In a special public meeting held on March 7, the Yuba Community College District Board of Trustees voted to rescind its previous resolution of Feb. 26 to reduce or discontinue “particular kinds of academic service” that would have resulted in the layoff of 17 Full Time Equivalent Academic Employees and 2 FTE Academic Administrators, and would have eliminated the Drafting, Information Technology and Manufacturing Technology instructional programs at the Marysville campus.
“When you eliminate a program, you eliminate the need for the faculty attached to that program,” said Linda Staffero, President of the Yuba College Faculty Association.
A modified version of the resolution was adopted in which only three FTE Academic Employees will receive layoff notices, whose salaries are contracted on a year-to-year basis with the college. These include the One-Stop Instructor and two CalWORKS Counselors at the Marysville campus and are a result of projected state budget cuts to these programs.
The previous resolution affecting classified employees was also rescinded, and a slightly altered version approved in its stead that ultimately contained the same number of FTE layoffs as before. On March 7 the Board approved the layoff of 37.17 FTE Classified Employees and 2 FTE Classified Supervisor Employees.
As of March 15, 25 percent of the Yuba College classified staff received layoff notices. Elizabeth Bowman, President of Chapter 283 of the California Schools Employee Association and Campus Life/Residence Hall Coordinator at Yuba College, said from the 37.17 positions, about 20 staff members have “bumping rights,” which means they will move into other Classified jobs and the employees they displace will receive the layoff notices.
“Our biggest concerns are the needs of the students and the quality of student support services,” said Bowman. “After losing 25 percent of the Classified staff, it’s going to be hard to function in 2003-04. It will be difficult to service students and the community and meet the District’s needs with the same quality.”

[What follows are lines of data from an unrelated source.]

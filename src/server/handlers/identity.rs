// Copyright 2026 The OpenEBS Authors
//
// Licensed under the Apache License, Version 2.0 (the "License");
// you may not use this file except in compliance with the License.
// You may obtain a copy of the License at
//
//     http://www.apache.org/licenses/LICENSE-2.0
//
// Unless required by applicable law or agreed to in writing, software
// distributed under the License is distributed on an "AS IS" BASIS,
// WITHOUT WARRANTIES OR CONDITIONS OF ANY KIND, either express or implied.
// See the License for the specific language governing permissions and
// limitations under the License.

use crate::csi::{GetPluginCapabilitiesResponse, GetPluginInfoResponse, ProbeResponse};
use crate::error::Result;
use crate::server::state::AppState;
use axum::{Json, extract::State};

pub async fn get_plugin_info(State(state): State<AppState>) -> Result<Json<GetPluginInfoResponse>> {
    Ok(Json(state.identity.get_plugin_info().await?))
}

pub async fn probe(State(state): State<AppState>) -> Result<Json<ProbeResponse>> {
    Ok(Json(state.identity.probe().await?))
}

pub async fn get_plugin_capabilities(
    State(state): State<AppState>,
) -> Result<Json<GetPluginCapabilitiesResponse>> {
    Ok(Json(state.identity.get_plugin_capabilities().await?))
}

Kristi Senger, Public Relations Officer for CSEA Chapter 283 and Public Information Specialist at Yuba College, detailed some of the key positions being eliminated from Classified staff that will affect student services. A small sampling of these positions would include the College Receptionist who staffs the Information Desk, the Distributive Education/Server Specialist who keeps the WebCT running, the Workforce Investment Act Program Specialist who makes the WIA Program possible, the Administrative Secretary who schedules student appointments with the Counseling Department and the Multi-Media Design Specialist whose graphic art designs promote a positive image of the college within the community.
“The question is, who will do the work when these positions are eliminated?” asked Senger. Article 19.1 of the “Agreement Between YCCD and CSEA Chapter 283” stipulates, “Work previously performed by employees who have been laid off may only be performed by Classified Employees or may be performed by Certificated Employees, Confidential Employees, Supervisory or Management Employees when the work tasks are currently present in those District employee’s job description and is routinely a part of the job. Work previously performed by laid off employees shall not be contracted out or performed by Students or Volunteers.”

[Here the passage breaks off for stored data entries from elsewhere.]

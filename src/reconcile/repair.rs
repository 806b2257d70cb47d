// Copyright 2026 The OpenEBS Authors
//
// Licensed under the Apache License, Version 2.0 (the "License");
// you may not use this file except in compliance with the License.
// You may obtain a copy of the License at
//
//     http://www.apache.org/licenses/LICENSE-2.0
//
// Unless required by applicable law or agreed to in writing, software
// distributed under the License is distributed on an "AS IS" BASIS,
// WITHOUT WARRANTIES OR CONDITIONS OF ANY KIND, either express or implied.
// See the License for the specific language governing permissions and
// limitations under the License.

use super::{AttachmentReconciler, iscsi_target, pick_fs_type};
use crate::error::Result;
use crate::ledger::{TransitionGuard, TransitionStatus};
use crate::types::v1::common::AttachmentPhase;
use crate::types::v1::volume_attachment::{CStorVolumeAttachment, IscsiInfo};
use kube::ResourceExt;
use tokio_util::sync::CancellationToken;
use tracing::{info, instrument};

impl AttachmentReconciler {
    /// Restores the staging and target mounts of a drifted attachment.
    ///
    /// Stale mounts are dropped first, then the device is mounted read-write
    /// at staging and bound to the target again.
    #[instrument(skip_all, fields(volume_id = %attachment.volume_id()))]
    pub async fn repair(
        &self,
        guard: &TransitionGuard,
        cancel: &CancellationToken,
        attachment: &CStorVolumeAttachment,
    ) -> Result<()> {
        let target = self.wait_for_target(guard, cancel, attachment).await?;
        guard.set(TransitionStatus::MountUnderProgress);

        let volume = &attachment.spec.volume;
        let mounter = &self.host.mounter;
        let table = mounter.mount_table().await?;
        for path in [&volume.target_path, &volume.staging_path] {
            if table.is_mounted(path) {
                mounter.unmount(path).await?;
            }
        }

        let device = if !volume.device_path.is_empty()
            && mounter.path_exists(&volume.device_path).await
        {
            volume.device_path.clone()
        } else {
            let iscsi = IscsiInfo {
                iqn: target.iqn.clone(),
                target_portal: target.portal.clone(),
                iface: attachment.spec.iscsi.iface.clone(),
                lun: target.lun,
            };
            let device = self.host.initiator.connect(&iscsi_target(&iscsi)).await?;
            self.store
                .update_attachment(&attachment.name_any(), &|a: &mut CStorVolumeAttachment| {
                    a.spec.iscsi = iscsi.clone();
                    a.spec.volume.device_path = device.clone();
                })
                .await?;
            info!(%device, "session re-established");
            device
        };

        let options: Vec<String> = volume
            .mount_options
            .iter()
            .filter(|o| o.as_str() != "ro")
            .cloned()
            .collect();
        mounter
            .format_and_mount(
                &device,
                &volume.staging_path,
                pick_fs_type(&volume.fs_type, ""),
                &options,
            )
            .await?;
        mounter
            .bind_mount(&volume.staging_path, &volume.target_path, volume.read_only)
            .await?;

        self.mark_phase(attachment, AttachmentPhase::Published).await;
        info!("mounts repaired");
        Ok(())
    }
}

In order to meet the estimated $9 million reduction in funding from the State of California, the YCCD Board of Trustees approved laying off a total of 42.17 FTE employees. But the lack of discussion by Board members regarding points raised in public testimony about the proposed cuts was one of the biggest concerns expressed by Yuba College students and district employees after the Feb. 26 Board meeting in Woodland.
Following the Feb. 26 meeting, the YCFA went into negotiations with the District, seeking to find alternatives to layoffs and cuts to educational programs. Faculty salaries and benefits constitute 42 percent of the District’s general fund, and the Board of Trustees wished to find a way to make the dollars represented by that 42 percent stretch farther.
Staffero said there were basically three options available to save money and reduce faculty layoffs: create retirement incentives to provide openings in instruction, reduce or share instruction work load and retrain faculty who have certification to teach in alternate programs.
“The District was very willing to talk about retirement incentives, which may save anywhere from $800 thousand to $1 million,” said Staffero. “These savings prevent the elimination of programs and the layoff of faculty, and will allow for faculty hiring for next year.”
Between faculty retirements, reduction or sharing of workloads and faculty shifts to other instructional programs, the Board determined that no instructional layoffs must be made at this time. Staffero said that the District found workloads for everybody whose salary is paid from the District’s general fund. However, the fate of the One-Stop and CalWORKS Counselors will become more clear as the state budget solidifies.
Staffero said the success of the negotiations was “bittersweet because we could have done this differently. It could have been done before the resolutions were passed.”
During the session on March 7, several Board members voiced their concerns about the public’s reaction following the Feb. 26 meeting, but reiterated the difficulty of the budgeting decisions currently facing them. “We are not going to let this district go bankrupt,” said Board President Jim Buchan.